Reducing Empiric VAncomycin Use in Pediatric Suspected Sepsis

Not Applicable

Recruiting

• Conditions: Sepsis Mrsa; Sepsis; Antimicrobial - Induced Nephropathy; Septic Syndrome; Sepsis Bacteremia; Sepsis, Severe; Septic Shock
• Interventions: Behavioral: Multifaceted de-implementation strategy to reduce vancomycin overuse

• Registration Number: NCT05975671
• Lead Sponsor: Children's Hospital of Philadelphia

Brief Summary

The goal of this quasi-experimental interventional study is to determine the effectiveness of a multifaceted stewardship intervention in reducing overall vancomycin use in five tertiary care Pediatric Intensive Care Units (PICU).

There are two groups of subjects in this study: PICU clinicians/sepsis stakeholders and patients admitted to one of the participating PICUs during the study period. The intervention will at a minimum include:

* Implementation of a clinical guideline indicating when vancomycin should and should not be used

* Unit-level feedback on overall vancomycin use within and across centers

* Clinician education.

Detailed Description

Vancomycin is among the most commonly prescribed antibiotics in United States children's hospitals, and inappropriate use of vancomycin is common.
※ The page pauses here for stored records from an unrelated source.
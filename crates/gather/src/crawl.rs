use crate::error::{ErrorKind, Result};
use crate::mime::{is_image, mime_type};
use crate::{GatherResult, TextExtractor};
use async_stream::stream;
use exn::ResultExt;
use futures::{Stream, StreamExt};
use media_signature::SignatureEngine;
use media_storage::{BackendHandle, walk};
use std::path::{Path, PathBuf};
use std::sync::Arc;
use tokio_util::sync::CancellationToken;

/// Crawls a storage container for images.
///
/// Cheap to clone: the backend, engine configuration and extractor are
/// shared.
#[derive(Clone)]
pub struct Gatherer {
    backend: BackendHandle,
    engine: SignatureEngine,
    extractor: Option<Arc<dyn TextExtractor>>,
    prefix: Option<PathBuf>,
}

impl Gatherer {
    pub fn new(backend: BackendHandle, engine: SignatureEngine) -> Self {
        Self { backend, engine, extractor: None, prefix: None }
    }

    /// Extract text from every gathered image.
    pub fn with_extractor(mut self, extractor: impl TextExtractor + 'static) -> Self {
        self.extractor = Some(Arc::new(extractor));
        self
    }

    /// Only crawl beneath `prefix` instead of the whole container.
    pub fn with_prefix(mut self, prefix: impl Into<PathBuf>) -> Self {
        self.prefix = Some(prefix.into());
        self
    }

    pub fn backend(&self) -> &BackendHandle {
        &self.backend
    }

    /// Gather a single object.
    ///
    /// Returns `Ok(None)` for objects that are not images (by extension).
    /// Read, fingerprint and text extraction failures are errors; perceptual
    /// hash failures are logged by the engine and only leave their slot out.
    pub async fn gather_file(&self, path: &Path, cancel: &CancellationToken) -> Result<Option<GatherResult>> {
        let Some(mime) = mime_type(path).filter(|m| is_image(m)) else {
            tracing::trace!(path = %path.display(), "Skipping non-image object");
            return Ok(None);
        };
        let data = self.backend.read(path).await.or_raise(|| ErrorKind::Read(path.to_path_buf()))?;

        let image_text = match &self.extractor {
            Some(extractor) => {
                Some(extractor.extract(path, &data).await.or_raise(|| ErrorKind::TextExtraction(path.to_path_buf()))?)
            },
            None => None,
        };
        let signatures =
            self.engine.compute(data, cancel).await.or_raise(|| ErrorKind::Signature(path.to_path_buf()))?;
        for failure in &signatures.failures {
            tracing::debug!(
                path = %path.display(),
                approach = failure.approach.map(|a| a.label()).unwrap_or("decode"),
                reason = %failure.message,
                "Perceptual hash omitted"
            );
        }

        Ok(Some(GatherResult {
            path: path.to_path_buf(),
            mime_type: mime.to_string(),
            fingerprint: signatures.fingerprint,
            image_hashes: signatures.hashes,
            image_text,
        }))
    }

    /// Recursively crawl the container, yielding a [`GatherResult`] for
    /// every image object.
    ///
    /// Order follows the backend's listing order. The first listing or
    /// gathering error is yielded and ends the stream. Cancellation ends the
    /// stream quietly; nothing is yielded once it has been observed.
    pub fn crawl<'a>(&'a self, cancel: CancellationToken) -> impl Stream<Item = Result<GatherResult>> + Send + 'a {
        stream!({
            tracing::debug!(backend = self.backend.name(), prefix = ?self.prefix, "Crawl started");
            let mut entries = walk(self.backend.as_ref(), self.prefix.as_deref());
            loop {
                if cancel.is_cancelled() {
                    tracing::debug!("Crawl cancelled");
                    return;
                }
                let entry = match entries.next().await {
                    Some(Ok(entry)) => entry,
                    Some(Err(e)) => {
                        yield Err(e.raise(ErrorKind::Listing));
                        return;
                    },
                    None => break,
                };
                match self.gather_file(&entry.path, &cancel).await {
                    // Signatures computed while cancellation arrived may be incomplete.
                    Ok(Some(_)) if cancel.is_cancelled() => return,
                    Ok(Some(result)) => {
                        tracing::debug!(path = %result.path.display(), "Gathered image");
                        yield Ok(result);
                    },
                    Ok(None) => {},
                    Err(e) => {
                        tracing::error!(path = %entry.path.display(), "Failed to gather image");
                        yield Err(e);
                        return;
                    },
                }
            }
        })
    }
}
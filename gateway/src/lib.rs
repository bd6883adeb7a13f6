//! HTTP surface for the interview report pipeline.

pub mod api;
pub mod error;
pub mod handlers;

use std::sync::Arc;

use axum::{
    routing::{get, post},
    Router,
};
use insights_core::ReportPipeline;
use tower_http::{cors::CorsLayer, trace::TraceLayer};

// Built once at startup and cloned into each request.
#[derive(Clone)]
pub struct AppState {
    pub pipeline: Arc<ReportPipeline>,
}

impl AppState {
    pub fn new(pipeline: ReportPipeline) -> Self {
        Self {
            pipeline: Arc::new(pipeline),
        }
    }
}

pub fn router(state: AppState) -> Router {
    Router::new()
        .route("/", get(handlers::home))
        .route("/api/generate_report", post(handlers::generate_report))
        .layer(TraceLayer::new_for_http())
        .layer(CorsLayer::permissive())
        .with_state(state)
}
Given the high prevalence of acute kidney injury associated with vancomycin of up to 25%, reducing vancomycin overuse is a key opportunity to reduce preventable patient harm.

The primary objective of this study is to determine the effectiveness of a multifaceted stewardship intervention in reducing overall vancomycin use in five tertiary care PICUs. This intervention will be informed by baseline data surrounding vancomycin use and infections due to organisms requiring vancomycin therapy which will allow selective use of vancomycin, as well as a concurrent mixed methods process and formative evaluation to inform implementation of the intervention.
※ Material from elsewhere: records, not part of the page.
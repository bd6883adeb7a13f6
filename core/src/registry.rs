use std::collections::BTreeMap;

use tracing::info;

use crate::error::{CoreError, Result, TemplateError};
use crate::schema::OutputSchema;
use crate::template::PromptTemplate;
use crate::tasks;

pub const DEFAULT_MODEL: &str = "gpt-4o";
pub const DEFAULT_TEMPERATURE: f32 = 0.0;
pub const DEFAULT_MAX_OUTPUT_TOKENS: u32 = 1024;

/// Everything needed to turn variables into one provider call.
///
/// Definitions are assembled with the consuming `with_*` methods and are
/// read-only afterwards.
#[derive(Debug, Clone)]
pub struct TaskDefinition {
    id: String,
    system_instruction: PromptTemplate,
    prompt_template: PromptTemplate,
    model_id: String,
    temperature: f32,
    max_output_tokens: u32,
    output_schema: Option<OutputSchema>,
}

impl TaskDefinition {
    pub fn new(
        id: impl Into<String>,
        system_instruction: &str,
        prompt_template: &str,
    ) -> Result<Self> {
        let id = id.into();
        let invalid = |e: TemplateError| CoreError::InvalidDefinition(format!("{id}: {e}"));
        let system_instruction = PromptTemplate::new(system_instruction).map_err(invalid)?;
        let prompt_template = PromptTemplate::new(prompt_template).map_err(invalid)?;

        Ok(Self {
            id,
            system_instruction,
            prompt_template,
            model_id: DEFAULT_MODEL.to_string(),
            temperature: DEFAULT_TEMPERATURE,
            max_output_tokens: DEFAULT_MAX_OUTPUT_TOKENS,
            output_schema: None,
        })
    }

    pub fn with_model(mut self, model_id: impl Into<String>) -> Self {
        self.model_id = model_id.into();
        self
    }

    pub fn with_temperature(mut self, temperature: f32) -> Result<Self> {
        if !(0.0..=1.0).contains(&temperature) {
            return Err(CoreError::InvalidDefinition(format!(
                "{}: temperature {} is outside [0, 1]",
                self.id, temperature
            )));
        }
        self.temperature = temperature;
        Ok(self)
    }

    pub fn with_max_output_tokens(mut self, max_output_tokens: u32) -> Result<Self> {
        if max_output_tokens == 0 {
            return Err(CoreError::InvalidDefinition(format!(
                "{}: max_output_tokens must be positive",
                self.id
            )));
        }
        self.max_output_tokens = max_output_tokens;
        Ok(self)
    }

    pub fn with_output_schema(mut self, schema: OutputSchema) -> Self {
        self.output_schema = Some(schema);
        self
    }

    pub fn id(&self) -> &str {
        &self.id
    }

    pub fn system_instruction(&self) -> &PromptTemplate {
        &self.system_instruction
    }

    pub fn prompt_template(&self) -> &PromptTemplate {
        &self.prompt_template
    }

    pub fn model_id(&self) -> &str {
        &self.model_id
    }

    pub fn temperature(&self) -> f32 {
        self.temperature
    }

    pub fn max_output_tokens(&self) -> u32 {
        self.max_output_tokens
    }

    pub fn output_schema(&self) -> Option<&OutputSchema> {
        self.output_schema.as_ref()
    }
}

/// Fixed lookup table of task definitions, built once at startup.
#[derive(Debug, Clone)]
pub struct TaskRegistry {
    tasks: BTreeMap<String, TaskDefinition>,
}

impl TaskRegistry {
    /// The extraction and summary tasks that back the report pipeline.
    pub fn builtin() -> Result<Self> {
        let registry = Self::from_definitions([tasks::extraction()?, tasks::summary()?])?;
        info!("Loaded {} task definitions.", registry.tasks.len());
        Ok(registry)
    }

    pub fn from_definitions<I>(definitions: I) -> Result<Self>
    where
        I: IntoIterator<Item = TaskDefinition>,
    {
        let mut tasks = BTreeMap::new();
        for definition in definitions {
            let id = definition.id().to_string();
            if tasks.insert(id.clone(), definition).is_some() {
                return Err(CoreError::InvalidDefinition(format!("duplicate task id '{id}'")));
            }
        }
        Ok(Self { tasks })
    }

    /// Swap the model on every definition, e.g. from `OPENAI_MODEL`.
    pub fn with_model_override(self, model_id: &str) -> Self {
        let tasks = self
            .tasks
            .into_iter()
            .map(|(id, definition)| (id, definition.with_model(model_id)))
            .collect();
        Self { tasks }
    }

    pub fn get(&self, id: &str) -> Result<&TaskDefinition> {
        self.tasks
            .get(id)
            .ok_or_else(|| CoreError::UnknownTask(id.to_string()))
    }

    pub fn ids(&self) -> impl Iterator<Item = &str> {
        self.tasks.keys().map(String::as_str)
    }
}

#[cfg(test)]
mod tests {
    use super::*;
    use crate::tasks::{EXTRACTION_TASK, SUMMARY_TASK};

    #[test]
    fn builtin_registry_has_both_stages() {
        let registry = TaskRegistry::builtin().unwrap();
        let ids: Vec<&str> = registry.ids().collect();
        assert_eq!(ids, vec![EXTRACTION_TASK, SUMMARY_TASK]);
    }

    #[test]
    fn unknown_task_is_not_found() {
        let registry = TaskRegistry::builtin().unwrap();
        let err = registry.get("sentiment").unwrap_err();
        assert!(matches!(err, CoreError::UnknownTask(ref id) if id == "sentiment"));
    }

    #[test]
    fn extraction_definition_matches_canonical_settings() {
        let registry = TaskRegistry::builtin().unwrap();
        let task = registry.get(EXTRACTION_TASK).unwrap();

        assert_eq!(task.model_id(), "gpt-4o-mini");
        assert_eq!(task.temperature(), 0.0);
        assert_eq!(task.max_output_tokens(), 4096);
        assert_eq!(
            task.prompt_template().placeholders().iter().map(String::as_str).collect::<Vec<_>>(),
            vec!["transcript"]
        );
        assert!(task.system_instruction().placeholders().is_empty());
        assert_eq!(
            task.output_schema().map(OutputSchema::name),
            Some(EXTRACTION_TASK)
        );
    }

    #[test]
    fn summary_definition_consumes_extraction_output() {
        let registry = TaskRegistry::builtin().unwrap();
        let task = registry.get(SUMMARY_TASK).unwrap();

        assert_eq!(task.temperature(), 0.2);
        assert_eq!(
            task.prompt_template().placeholders().iter().map(String::as_str).collect::<Vec<_>>(),
            vec!["extracted_insights", "transcript"]
        );
        let schema = task.output_schema().unwrap().to_json_schema();
        assert_eq!(schema["required"], serde_json::json!(["report", "key_takeaway"]));
    }

    #[test]
    fn model_override_applies_to_every_task() {
        let registry = TaskRegistry::builtin().unwrap().with_model_override("gpt-4o");
        for id in [EXTRACTION_TASK, SUMMARY_TASK] {
            assert_eq!(registry.get(id).unwrap().model_id(), "gpt-4o");
        }
    }

    #[test]
    fn defaults_apply_when_not_configured() {
        let task = TaskDefinition::new("plain", "You are terse.", "{{ question }}").unwrap();
        assert_eq!(task.model_id(), DEFAULT_MODEL);
        assert_eq!(task.temperature(), DEFAULT_TEMPERATURE);
        assert_eq!(task.max_output_tokens(), DEFAULT_MAX_OUTPUT_TOKENS);
        assert!(task.output_schema().is_none());
    }

    #[test]
    fn rejects_out_of_range_settings() {
        let task = TaskDefinition::new("plain", "", "{{ question }}").unwrap();
        assert!(task.clone().with_temperature(1.5).is_err());
        assert!(task.clone().with_temperature(-0.1).is_err());
        assert!(task.with_max_output_tokens(0).is_err());
    }

    #[test]
    fn rejects_malformed_template() {
        let err = TaskDefinition::new("broken", "ok", "{{ transcript").unwrap_err();
        assert_eq!(err.kind(), "invalid_definition");
        assert!(err.to_string().contains("broken"));
    }

    #[test]
    fn rejects_duplicate_ids() {
        let a = TaskDefinition::new("same", "", "{{ x }}").unwrap();
        let b = TaskDefinition::new("same", "", "{{ y }}").unwrap();
        assert!(TaskRegistry::from_definitions([a, b]).is_err());
    }
}
use anyhow::{Context, Result};
use tokio::net::TcpListener;
use tracing::info;
use tracing_subscriber::EnvFilter;

use insights_core::{ReportPipeline, Settings};
use insights_gateway::{router, AppState};

#[tokio::main]
async fn main() -> Result<()> {
    // 1. Logging Setup
    tracing_subscriber::fmt()
        .with_env_filter(
            EnvFilter::try_from_default_env().unwrap_or_else(|_| EnvFilter::new("info")),
        )
        .with_target(false)
        .compact()
        .init();

    info!("Insights Gateway Initializing...");

    // 2. Settings. A missing OPENAI_API_KEY stops us here, before binding.
    let settings = Settings::from_env().context("Failed to load settings")?;

    // 3. Build both chains once
    let pipeline =
        ReportPipeline::from_settings(&settings).context("Failed to build report pipeline")?;
    let state = AppState::new(pipeline);

    // 4. Routes
    let app = router(state);

    // 5. Start Server
    let address = Settings::bind_address();
    let listener = TcpListener::bind(&address)
        .await
        .with_context(|| format!("Failed to bind {address}"))?;
    info!("Gateway listening on {}...", address);

    axum::serve(listener, app).await.context("Server error")?;
    Ok(())
}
During the baseline period, Electronic Health Record (EHR) data will be used to retrospectively quantify unit-level vancomycin use over 24 months (measured as vancomycin days of therapy \[DOT\]/1000 patient days), as well as the frequency of vancomycin use and prevalence of infections due to organisms requiring vancomycin therapy among patients with suspected and confirmed sepsis.

During the post-intervention period, which will last approximately 24 months, a multifaceted stewardship intervention to reduce vancomycin use informed by these baseline data, including:

* The creation of a consensus guideline for vancomycin use;

* Ad hoc education related to vancomycin overuse, and;

* Unit-level feedback on vancomycin prescribing. The feedback on vancomycin use will be provided to clinicians at each site, both within their site (to compare to past performance) and across sites (to compare local performance to the performance of other sites).
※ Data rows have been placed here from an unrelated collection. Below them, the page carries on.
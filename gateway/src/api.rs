use serde::{Deserialize, Serialize};
use serde_json::Value;

use crate::error::ApiError;

// Input: what the client posts to /api/generate_report
#[derive(Debug, Deserialize)]
pub struct GenerateReportRequest {
    #[serde(default)]
    pub transcript: Value, // Anything but a non-empty string is rejected
}

impl GenerateReportRequest {
    /// Pull a usable transcript out of a raw request body.
    pub fn transcript_from_body(body: &[u8]) -> Result<String, ApiError> {
        // Parse as a generic value first so arrays and scalars are rejected too.
        let payload: Value = serde_json::from_slice(body).map_err(|_| ApiError::MissingTranscript)?;
        if !payload.is_object() {
            return Err(ApiError::MissingTranscript);
        }
        let request: Self =
            serde_json::from_value(payload).map_err(|_| ApiError::MissingTranscript)?;

        match request.transcript {
            // Whitespace is passed through untouched.
            Value::String(text) if !text.is_empty() => Ok(text),
            _ => Err(ApiError::MissingTranscript),
        }
    }
}

// Output: GET /
#[derive(Debug, Serialize)]
pub struct HomeResponse {
    pub message: String,
    pub current_time: String,
}

// Output: any failure
#[derive(Debug, Serialize)]
pub struct ErrorResponse {
    pub error: String,
}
This intervention will be locally adapted by the investigative team and sepsis stakeholders at each site. Data from the EHR will be used to assess vancomycin use (DOT/1000 patient days), as well as the secondary outcomes. Investigators will perform semi-structured interviews and repeat surveys 9 months after the implementation of the intervention. This mixed-methods process and formative evaluation will help investigators understand which elements of implementation were successful and which were not.

Study Timeline

• Study First Submitted: 2023-07-27
• Study First Submitted QC: 2023-07-27
• Study First Posted: 2023-08-04
• Study Start: 2023-08-21
• Status Verified: 2023-09
• Last Update Submitted: 2023-09-11
• Last Update Posted: 2023-09-13
• Primary Completion: 2025-08
• Study Completion: 2026-01

Recruitment & Eligibility

• Status: RECRUITING
• Sex: All
• Target Recruitment: 52500

Inclusion Criteria

• Admitted to one of the participating PICUs during the study period

Patient

Exclusion Criteria

• None

Clinician Inclusion Criteria:

1. PICU prescribing clinician (including attending physicians, fellows, residents, nurse practitioners, and physician assistants) OR sepsis stakeholder (leader of sepsis quality improvement work, medical director) at one of the participating sites at the time the survey is deployed
2. Age ≥ 18 years old
3. Employed by one of the participating sites

Clinician Exclusion Criteria:

1. Volunteers or other non-employee hospital staff
2. Limited English proficiency

Study & Design

• Study Type: INTERVENTIONAL
• Study Design: SINGLE_GROUP

Arm && Interventions

Group	Intervention	Description
PICU Clinicians and Sepsis stakeholders	Multifaceted de-implementation strategy to reduce vancomycin overuse	Clinicians and sepsis stakeholders in the participating sites will be primarily recruited via email. During the course of this multifaceted intervention: * All the PICU (Pediatric Intensive Care Unit) prescribing clinicians and sepsis stakeholders in the participating sites will receive clinical guidelines, unit-level feedback reports, and education on Vancomycin use during the intervention. * Investigators will perform semi-structured interviews with 90 PICU clinicians and sepsis stakeholders. * Surveys will be sent to all eligible clinicians, estimated to be up to 2500 individuals across the 4 sites. These structured surveys will be done at baseline and at 9 months post-implementation.

Primary Outcome Measures

Name	Time	Method
Change in vancomycin use	Baseline to 5 years	Vancomycin use will be measured as DOT per 1000 PICU patient days, measured monthly. Every day in which one or more doses of parenteral vancomycin is administered is classified as one vancomycin DOT. Every day or portion of a day a patient is admitted to the PICU is classified as one PICU patient day.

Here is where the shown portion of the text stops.